*Problem*. Wherever a line holds the word "SessionError", copy that line from the data.

Collected data entries

+===+

//! Dictionary loading
//!
//! The dictionary is read once and treated as immutable afterwards; sessions
//! borrow from it.

pub mod loader;

pub use loader::{LoadError, load_from_file, words_from_slice};
//! Control loop
//!
//! Pulls one line at a time from the transport and feeds it to the session,
//! finishing each message (filter, selection, send) before reading the next.

use crate::config::ClientConfig;
use crate::core::Word;
use crate::error::SessionError;
use crate::protocol::{Action, ClientMessage, Outcome, Session, decode, encode};
use crate::transport::{self, Transport};
use log::{debug, info, warn};
use std::io;

/// Connect, play one game, and report how it ended
///
/// The session is created once the transport is ready.
#[must_use]
pub fn play(config: &ClientConfig, dictionary: &[Word]) -> Outcome {
    info!(
        "Connecting to {}:{} as {} with {} words",
        config.hostname,
        config.port,
        config.username,
        dictionary.len()
    );

    match transport::connect(config) {
        Ok(mut transport) => {
            let session = Session::new(dictionary, &config.username, config.first_word.clone());
            run(&mut transport, session)
        }
        Err(err) => Outcome::Failed(SessionError::Transport(err)),
    }
}

/// Drive `session` over `transport` until it ends
///
/// The transport is closed exactly once, whatever the outcome.
pub fn run<T: Transport>(transport: &mut T, mut session: Session<'_>) -> Outcome {
    let mut action = session.greet();

    loop {
        match action {
            Action::Send(message) => {
                if let Err(err) = send(transport, &message) {
                    session.fail(err);
                }
            }
            Action::Close | Action::Ignore => {}
        }

        if session.phase().is_terminal() {
            break;
        }

        action = match transport.recv() {
            Ok(Some(line)) => {
                debug!("<- {}", String::from_utf8_lossy(&line));
                match decode(&line) {
                    Ok(message) => session.handle(message),
                    Err(err) => {
                        session.fail(err);
                        Action::Close
                    }
                }
            }
            Ok(None) => {
                session.fail(SessionError::Transport(io::Error::new(
                    io::ErrorKind::UnexpectedEof,
                    "connection closed before the game finished",
                )));
                Action::Close
            }
            Err(err) => {
                session.fail(SessionError::Transport(err));
                Action::Close
            }
        };
    }

    if let Err(err) = transport.close() {
        warn!("error while closing connection: {err}");
    }
    session.into_outcome()
}

fn send<T: Transport>(transport: &mut T, message: &ClientMessage) -> Result<(), SessionError> {
    let line = encode(message)?;
    info!("-> {line}");
    transport.send(&line)?;
    Ok(())
}
//! Wire protocol and the per-connection state machine

pub mod message;
pub mod session;

pub use message::{ClientMessage, GuessId, GuessRecord, ServerMessage, decode, encode};
pub use session::{Action, Outcome, Phase, Session};
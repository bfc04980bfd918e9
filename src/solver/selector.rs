//! Guess selection
//!
//! The policy is deliberately plain: the first remaining candidate in
//! dictionary order.

use crate::core::Word;
use thiserror::Error;

/// Error type for an empty candidate set
#[derive(Debug, Clone, Copy, PartialEq, Eq, Error)]
#[error("no candidate words remain")]
pub struct Exhausted;

/// Pick the next guess from the candidate set
///
/// # Errors
/// Returns `Exhausted` if `candidates` is empty: the dictionary lacks the
/// solution, or the server scores differently from the filter.
///
/// # Examples
/// ```
/// use wordle_client::core::Word;
/// use wordle_client::solver::select_guess;
///
/// let words = vec![Word::new("crane").unwrap(), Word::new("slate").unwrap()];
/// let candidates: Vec<&Word> = words.iter().collect();
/// assert_eq!(select_guess(&candidates).unwrap().text(), "crane");
/// ```
pub fn select_guess<'a>(candidates: &[&'a Word]) -> Result<&'a Word, Exhausted> {
    candidates.first().copied().ok_or(Exhausted)
}
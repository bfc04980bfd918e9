//! Word representation
//!
//! A Word stores a validated, lower-cased word along with per-letter counts used
//! by the candidate filter.

use rustc_hash::FxHashMap;
use std::fmt;

/// A fixed-length puzzle word
///
/// Every word in one game shares the same length; the length itself is not
/// fixed by the type.
#[derive(Debug, Clone, PartialEq, Eq, Hash)]
pub struct Word {
    text: String,
}

/// Error type for invalid words
#[derive(Debug, Clone, PartialEq, Eq)]
pub enum WordError {
    Empty,
    NonAscii,
    InvalidCharacters,
}

impl fmt::Display for WordError {
    fn fmt(&self, f: &mut fmt::Formatter<'_>) -> fmt::Result {
        match self {
            Self::Empty => write!(f, "Word must contain at least one letter"),
            Self::NonAscii => write!(f, "Word must contain only ASCII letters"),
            Self::InvalidCharacters => write!(f, "Word contains invalid characters"),
        }
    }
}

impl std::error::Error for WordError {}

impl Word {
    /// Create a new Word from a string
    ///
    /// # Errors
    /// Returns `WordError` if:
    /// - The text is empty
    /// - Contains non-ASCII characters
    /// - Contains non-alphabetic characters
    ///
    /// # Examples
    /// ```
    /// use wordle_client::core::Word;
    ///
    /// let word = Word::new("STARE").unwrap();
    /// assert_eq!(word.text(), "stare");
    ///
    /// assert!(Word::new("").is_err());
    /// assert!(Word::new("st4re").is_err());
    /// ```
    pub fn new(text: impl Into<String>) -> Result<Self, WordError> {
        let text: String = text.into().to_lowercase();

        if text.is_empty() {
            return Err(WordError::Empty);
        }

        if !text.is_ascii() {
            return Err(WordError::NonAscii);
        }

        if !text.chars().all(|c| c.is_ascii_lowercase()) {
            return Err(WordError::InvalidCharacters);
        }

        Ok(Self { text })
    }

    /// Get the word as a string slice
    #[inline]
    #[must_use]
    pub fn text(&self) -> &str {
        &self.text
    }

    /// Number of letters
    #[inline]
    #[must_use]
    pub fn len(&self) -> usize {
        self.text.len()
    }

    /// Always false for a constructed word; present for API symmetry with `len`
    #[inline]
    #[must_use]
    pub fn is_empty(&self) -> bool {
        self.text.is_empty()
    }

    /// Get the word as bytes
    #[inline]
    #[must_use]
    pub fn chars(&self) -> &[u8] {
        self.text.as_bytes()
    }

    /// Check if the word contains a specific letter
    #[inline]
    #[must_use]
    pub fn has_letter(&self, letter: u8) -> bool {
        self.chars().contains(&letter)
    }

    /// How many times `letter` occurs
    #[inline]
    #[must_use]
    pub fn count_of(&self, letter: u8) -> usize {
        self.chars().iter().filter(|&&ch| ch == letter).count()
    }

    /// Get the count of each letter in the word
    pub(crate) fn char_counts(&self) -> FxHashMap<u8, usize> {
        let mut counts = FxHashMap::default();
        for &ch in self.chars() {
            *counts.entry(ch).or_insert(0) += 1;
        }
        counts
    }
}

impl fmt::Display for Word {
    fn fmt(&self, f: &mut fmt::Formatter<'_>) -> fmt::Result {
        write!(f, "{}", self.text)
    }
}

#[cfg(test)]
mod tests {
    use super::*;

    #[test]
    fn word_creation_valid() {
        let word = Word::new("crane").unwrap();
        assert_eq!(word.text(), "crane");
        assert_eq!(word.chars(), b"crane");
        assert_eq!(word.len(), 5);
    }

    #[test]
    fn word_creation_uppercase_normalized() {
        let word = Word::new("CRANE").unwrap();
        assert_eq!(word.text(), "crane");

        let word2 = Word::new("CrAnE").unwrap();
        assert_eq!(word2.text(), "crane");
    }

    #[test]
    fn word_creation_other_lengths() {
        assert_eq!(Word::new("cat").unwrap().len(), 3);
        assert_eq!(Word::new("jigsaws").unwrap().len(), 7);
    }

    #[test]
    fn word_creation_invalid() {
        assert_eq!(Word::new(""), Err(WordError::Empty));
        assert_eq!(Word::new("cran3"), Err(WordError::InvalidCharacters));
        assert_eq!(Word::new("cran "), Err(WordError::InvalidCharacters));
        assert_eq!(Word::new("crâne"), Err(WordError::NonAscii));
    }

    #[test]
    fn word_has_letter() {
        let word = Word::new("crane").unwrap();
        assert!(word.has_letter(b'c'));
        assert!(word.has_letter(b'e'));
        assert!(!word.has_letter(b'z'));
    }

    #[test]
    fn word_count_of_duplicates() {
        let word = Word::new("speed").unwrap();
        assert_eq!(word.count_of(b'e'), 2);
        assert_eq!(word.count_of(b's'), 1);
        assert_eq!(word.count_of(b'z'), 0);
    }

    #[test]
    fn word_char_counts() {
        let word = Word::new("speed").unwrap();
        let counts = word.char_counts();
        assert_eq!(counts.get(&b's'), Some(&1));
        assert_eq!(counts.get(&b'p'), Some(&1));
        assert_eq!(counts.get(&b'e'), Some(&2));
        assert_eq!(counts.get(&b'd'), Some(&1));
    }

    #[test]
    fn word_display() {
        let word = Word::new("crane").unwrap();
        assert_eq!(format!("{word}"), "crane");
    }

    #[test]
    fn word_equality() {
        let word1 = Word::new("crane").unwrap();
        let word2 = Word::new("CRANE").unwrap();
        let word3 = Word::new("slate").unwrap();

        assert_eq!(word1, word2);
        assert_ne!(word1, word3);
    }
}
//! Ad campaigns: storage, status and return on ad spend, and the campaigns page.

use std::sync::{Arc, Mutex};

use axum::{
    extract::{FromRef, State},
    response::{IntoResponse, Response},
};
use maud::{Markup, html};
use rusqlite::{Connection, Row};
use time::Date;

use crate::{
    AppState, Error, endpoints,
    html::{
        BADGE_STYLE, PAGE_CONTAINER_STYLE, TABLE_CELL_STYLE, TABLE_HEADER_STYLE, TABLE_ROW_STYLE,
        base, format_currency,
    },
    navigation::NavBar,
    timezone::local_today,
};

/// An ad campaign with the lifetime performance figures reported by the ad platform.
#[derive(Debug, Clone, PartialEq)]
pub struct Campaign {
    /// The ID assigned by the ad platform.
    pub id: String,
    /// The display name of the campaign.
    pub name: String,
    /// The daily or lifetime budget, in currency units.
    pub budget: Option<f64>,
    /// Total amount spent.
    pub spend: f64,
    /// Number of times an ad was shown.
    pub impressions: i64,
    /// Number of clicks on an ad.
    pub clicks: i64,
    /// Number of purchases attributed to the campaign by the ad platform.
    pub purchases: i64,
    /// Value of the purchases attributed to the campaign by the ad platform.
    pub purchase_value: f64,
    /// The day the campaign started.
    pub start_date: Option<Date>,
    /// The day the campaign stopped, if it has a scheduled end.
    pub end_date: Option<Date>,
}

impl Campaign {
    /// Return on ad spend: purchase value divided by spend.
    ///
    /// Returns `None` when nothing has been spent.
    pub fn roas(&self) -> Option<f64> {
        if self.spend == 0.0 {
            None
        } else {
            Some(self.purchase_value / self.spend)
        }
    }

    /// Whether the campaign is yet to start, running or over on `today`.
    pub fn status(&self, today: Date) -> CampaignStatus {
        match (self.start_date, self.end_date) {
            (Some(start), _) if today < start => CampaignStatus::Upcoming,
            (_, Some(end)) if today > end => CampaignStatus::Completed,
            _ => CampaignStatus::Active,
        }
    }
}

/// Where a campaign is in its schedule.
#[derive(Debug, Clone, Copy, PartialEq, Eq)]
pub enum CampaignStatus {
    /// The start date is in the future.
    Upcoming,
    /// The campaign has started and not yet ended.
    Active,
    /// The end date has passed.
    Completed,
}

impl CampaignStatus {
    fn label(self) -> &'static str {
        match self {
            Self::Upcoming => "Upcoming",
            Self::Active => "Active",
            Self::Completed => "Completed",
        }
    }
}

/// Format a return on ad spend value, e.g. "2.50x".
pub fn format_roas(roas: Option<f64>) -> String {
    match roas {
        Some(roas) => format!("{roas:.2}x"),
        None => "N/A".to_owned(),
    }
}

/// Create the campaign table in the database.
///
/// # Errors
/// Returns an error if the table cannot be created or if there is an SQL error.
pub fn create_campaign_table(connection: &Connection) -> Result<(), rusqlite::Error> {
    connection.execute(
        "CREATE TABLE IF NOT EXISTS campaign (
            id TEXT PRIMARY KEY,
            name TEXT NOT NULL,
            budget REAL,
            spend REAL NOT NULL DEFAULT 0,
            impressions INTEGER NOT NULL DEFAULT 0,
            clicks INTEGER NOT NULL DEFAULT 0,
            purchases INTEGER NOT NULL DEFAULT 0,
            purchase_value REAL NOT NULL DEFAULT 0,
            start_date TEXT,
            end_date TEXT,
            updated_at TEXT NOT NULL DEFAULT CURRENT_TIMESTAMP
        )",
        (),
    )?;

    Ok(())
}

/// Insert a campaign, or replace the stored figures if the ID already exists.
///
/// # Errors
/// Returns [Error::SqlError] if the SQL query fails.
pub fn upsert_campaign(campaign: &Campaign, connection: &Connection) -> Result<(), Error> {
    connection.execute(
        "INSERT INTO campaign (
            id, name, budget, spend, impressions, clicks, purchases, purchase_value,
            start_date, end_date, updated_at
        )
        VALUES (?1, ?2, ?3, ?4, ?5, ?6, ?7, ?8, ?9, ?10, CURRENT_TIMESTAMP)
        ON CONFLICT(id) DO UPDATE SET
            name = excluded.name,
            budget = excluded.budget,
            spend = excluded.spend,
            impressions = excluded.impressions,
            clicks = excluded.clicks,
            purchases = excluded.purchases,
            purchase_value = excluded.purchase_value,
            start_date = excluded.start_date,
            end_date = excluded.end_date,
            updated_at = CURRENT_TIMESTAMP",
        (
            &campaign.id,
            &campaign.name,
            campaign.budget,
            campaign.spend,
            campaign.impressions,
            campaign.clicks,
            campaign.purchases,
            campaign.purchase_value,
            campaign.start_date,
            campaign.end_date,
        ),
    )?;

    Ok(())
}

/// Get all campaigns, most recently started first.
///
/// # Errors
/// Returns [Error::SqlError] if the SQL query fails.
pub fn get_all_campaigns(connection: &Connection) -> Result<Vec<Campaign>, Error> {
    connection
        .prepare(
            "SELECT id, name, budget, spend, impressions, clicks, purchases, purchase_value,
                start_date, end_date
            FROM campaign
            ORDER BY start_date DESC, name ASC",
        )?
        .query_map([], map_campaign_row)?
        .collect::<Result<Vec<Campaign>, rusqlite::Error>>()
        .map_err(|error| error.into())
}

/// Get the `(id, name)` pairs used to label campaigns in charts.
///
/// # Errors
/// Returns [Error::SqlError] if the SQL query fails.
pub fn get_campaign_names(connection: &Connection) -> Result<Vec<(String, String)>, Error> {
    connection
        .prepare("SELECT id, name FROM campaign")?
        .query_map([], |row| Ok((row.get(0)?, row.get(1)?)))?
        .collect::<Result<Vec<(String, String)>, rusqlite::Error>>()
        .map_err(|error| error.into())
}

fn map_campaign_row(row: &Row) -> Result<Campaign, rusqlite::Error> {
    Ok(Campaign {
        id: row.get(0)?,
        name: row.get(1)?,
        budget: row.get(2)?,
        spend: row.get(3)?,
        impressions: row.get(4)?,
        clicks: row.get(5)?,
        purchases: row.get(6)?,
        purchase_value: row.get(7)?,
        start_date: row.get(8)?,
        end_date: row.get(9)?,
    })
}

/// The state needed for the campaigns page.
#[derive(Debug, Clone)]
pub struct CampaignsState {
    /// The database connection for reading campaigns.
    pub db_connection: Arc<Mutex<Connection>>,
    /// The local timezone as a canonical timezone name, e.g. "Pacific/Auckland".
    pub local_timezone: String,
}

impl FromRef<AppState> for CampaignsState {
    fn from_ref(state: &AppState) -> Self {
        Self {
            db_connection: state.db_connection.clone(),
            local_timezone: state.local_timezone.clone(),
        }
    }
}

/// Display a table of campaigns with their status and return on ad spend.
pub async fn get_campaigns_page(State(state): State<CampaignsState>) -> Result<Response, Error> {
    let today = local_today(&state.local_timezone)?;

    let campaigns = {
        let connection = state
            .db_connection
            .lock()
            .inspect_err(|error| tracing::error!("could not acquire database lock: {error}"))
            .map_err(|_| Error::DatabaseLockError)?;

        get_all_campaigns(&connection)
            .inspect_err(|error| tracing::error!("could not get campaigns: {error}"))?
    };

    Ok(campaigns_view(&campaigns, today).into_response())
}

fn campaigns_view(campaigns: &[Campaign], today: Date) -> Markup {
    let nav_bar = NavBar::new(endpoints::CAMPAIGNS_VIEW).into_html();

    let content = html!(
        (nav_bar)

        div class=(PAGE_CONTAINER_STYLE)
        {
            h1 class="text-2xl font-bold mb-4" { "Campaigns" }

            @if campaigns.is_empty() {
                p { "No campaigns yet. Import campaigns from your ad account to see them here." }
            } @else {
                div class="relative overflow-x-auto shadow-md sm:rounded-lg w-full max-w-screen-xl"
                {
                    table class="w-full text-sm text-left rtl:text-right text-gray-500 dark:text-gray-400"
                    {
                        thead class=(TABLE_HEADER_STYLE)
                        {
                            tr
                            {
                                th scope="col" class=(TABLE_CELL_STYLE) { "Name" }
                                th scope="col" class=(TABLE_CELL_STYLE) { "Status" }
                                th scope="col" class=(TABLE_CELL_STYLE) { "Start" }
                                th scope="col" class=(TABLE_CELL_STYLE) { "End" }
                                th scope="col" class=(TABLE_CELL_STYLE) { "Spend" }
                                th scope="col" class=(TABLE_CELL_STYLE) { "Purchases" }
                                th scope="col" class=(TABLE_CELL_STYLE) { "Purchase Value" }
                                th scope="col" class=(TABLE_CELL_STYLE) { "ROAS" }
                            }
                        }

                        tbody
                        {
                            @for campaign in campaigns {
                                tr class=(TABLE_ROW_STYLE) data-campaign-id=(campaign.id)
                                {
                                    td class=(TABLE_CELL_STYLE) { (campaign.name) }
                                    td class=(TABLE_CELL_STYLE)
                                    {
                                        span class=(BADGE_STYLE) { (campaign.status(today).label()) }
                                    }
                                    td class=(TABLE_CELL_STYLE) { (optional_date(campaign.start_date)) }
                                    td class=(TABLE_CELL_STYLE) { (optional_date(campaign.end_date)) }
                                    td class=(TABLE_CELL_STYLE) { (format_currency(campaign.spend)) }
                                    td class=(TABLE_CELL_STYLE) { (campaign.purchases) }
                                    td class=(TABLE_CELL_STYLE) { (format_currency(campaign.purchase_value)) }
                                    td class=(TABLE_CELL_STYLE) { (format_roas(campaign.roas())) }
                                }
                            }
                        }
                    }
                }
            }
        }
    );

    base("Campaigns", &content)
}

fn optional_date(date: Option<Date>) -> String {
    date.map(|date| date.to_string()).unwrap_or_else(|| "-".to_owned())
}

#[cfg(test)]
mod tests {
    use std::sync::{Arc, Mutex};

    use axum::{body::Body, extract::State, http::Response, http::StatusCode};
    use rusqlite::Connection;
    use scraper::{Html, Selector};
    use time::macros::date;

    use crate::db::initialize;

    use super::{
        Campaign, CampaignStatus, CampaignsState, format_roas, get_all_campaigns,
        get_campaign_names, get_campaigns_page, upsert_campaign,
    };

    fn get_test_connection() -> Connection {
        let conn = Connection::open_in_memory().unwrap();
        initialize(&conn).unwrap();
        conn
    }

    fn create_test_campaign(id: &str, name: &str) -> Campaign {
        Campaign {
            id: id.to_owned(),
            name: name.to_owned(),
            budget: Some(25.0),
            spend: 200.0,
            impressions: 10_000,
            clicks: 300,
            purchases: 12,
            purchase_value: 500.0,
            start_date: Some(date!(2024 - 03 - 01)),
            end_date: Some(date!(2024 - 03 - 31)),
        }
    }

    #[test]
    fn roas_divides_purchase_value_by_spend() {
        let campaign = create_test_campaign("1", "Spring");

        assert_eq!(campaign.roas(), Some(2.5));
        assert_eq!(format_roas(campaign.roas()), "2.50x");
    }

    #[test]
    fn roas_is_not_available_without_spend() {
        let campaign = Campaign {
            spend: 0.0,
            ..create_test_campaign("1", "Spring")
        };

        assert_eq!(campaign.roas(), None);
        assert_eq!(format_roas(campaign.roas()), "N/A");
    }

    #[test]
    fn status_follows_schedule() {
        let campaign = create_test_campaign("1", "Spring");

        assert_eq!(campaign.status(date!(2024 - 02 - 29)), CampaignStatus::Upcoming);
        assert_eq!(campaign.status(date!(2024 - 03 - 01)), CampaignStatus::Active);
        assert_eq!(campaign.status(date!(2024 - 03 - 31)), CampaignStatus::Active);
        assert_eq!(campaign.status(date!(2024 - 04 - 01)), CampaignStatus::Completed);
    }

    #[test]
    fn campaign_without_end_date_stays_active() {
        let campaign = Campaign {
            end_date: None,
            ..create_test_campaign("1", "Evergreen")
        };

        assert_eq!(campaign.status(date!(2030 - 01 - 01)), CampaignStatus::Active);
    }

    #[test]
    fn upsert_replaces_existing_campaign() {
        let conn = get_test_connection();
        let campaign = create_test_campaign("120", "Spring");
        upsert_campaign(&campaign, &conn).unwrap();

        let updated = Campaign {
            name: "Spring Sale".to_owned(),
            spend: 250.0,
            ..campaign
        };
        upsert_campaign(&updated, &conn).unwrap();

        let campaigns = get_all_campaigns(&conn).unwrap();
        assert_eq!(campaigns, vec![updated]);
    }

    #[test]
    fn get_campaign_names_returns_id_name_pairs() {
        let conn = get_test_connection();
        upsert_campaign(&create_test_campaign("1", "Spring"), &conn).unwrap();
        upsert_campaign(&create_test_campaign("2", "Summer"), &conn).unwrap();

        let mut names = get_campaign_names(&conn).unwrap();
        names.sort();

        assert_eq!(
            names,
            vec![
                ("1".to_owned(), "Spring".to_owned()),
                ("2".to_owned(), "Summer".to_owned())
            ]
        );
    }

    #[tokio::test]
    async fn campaigns_page_lists_campaigns() {
        let conn = get_test_connection();
        upsert_campaign(&create_test_campaign("1", "Spring"), &conn).unwrap();
        upsert_campaign(&create_test_campaign("2", "Summer"), &conn).unwrap();
        let state = CampaignsState {
            db_connection: Arc::new(Mutex::new(conn)),
            local_timezone: "Etc/UTC".to_owned(),
        };

        let response = get_campaigns_page(State(state)).await.unwrap();

        assert_eq!(response.status(), StatusCode::OK);
        let html = parse_html(response).await;
        let row_selector = Selector::parse("tbody tr").unwrap();
        let rows: Vec<_> = html.select(&row_selector).collect();
        assert_eq!(rows.len(), 2);
        let row_text = rows[0].text().collect::<String>();
        assert!(row_text.contains("2.50x"), "got row text {row_text}");
    }

    async fn parse_html(response: Response<Body>) -> Html {
        let body = response.into_body();
        let body = axum::body::to_bytes(body, usize::MAX).await.unwrap();
        let text = String::from_utf8_lossy(&body).to_string();

        Html::parse_document(&text)
    }
}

+===+

*Result of the exercise*.
use crate::error::SessionError;
        Err(err) => Outcome::Failed(SessionError::Transport(err)),
                session.fail(SessionError::Transport(io::Error::new(
                session.fail(SessionError::Transport(err));
fn send<T: Transport>(transport: &mut T, message: &ClientMessage) -> Result<(), SessionError> {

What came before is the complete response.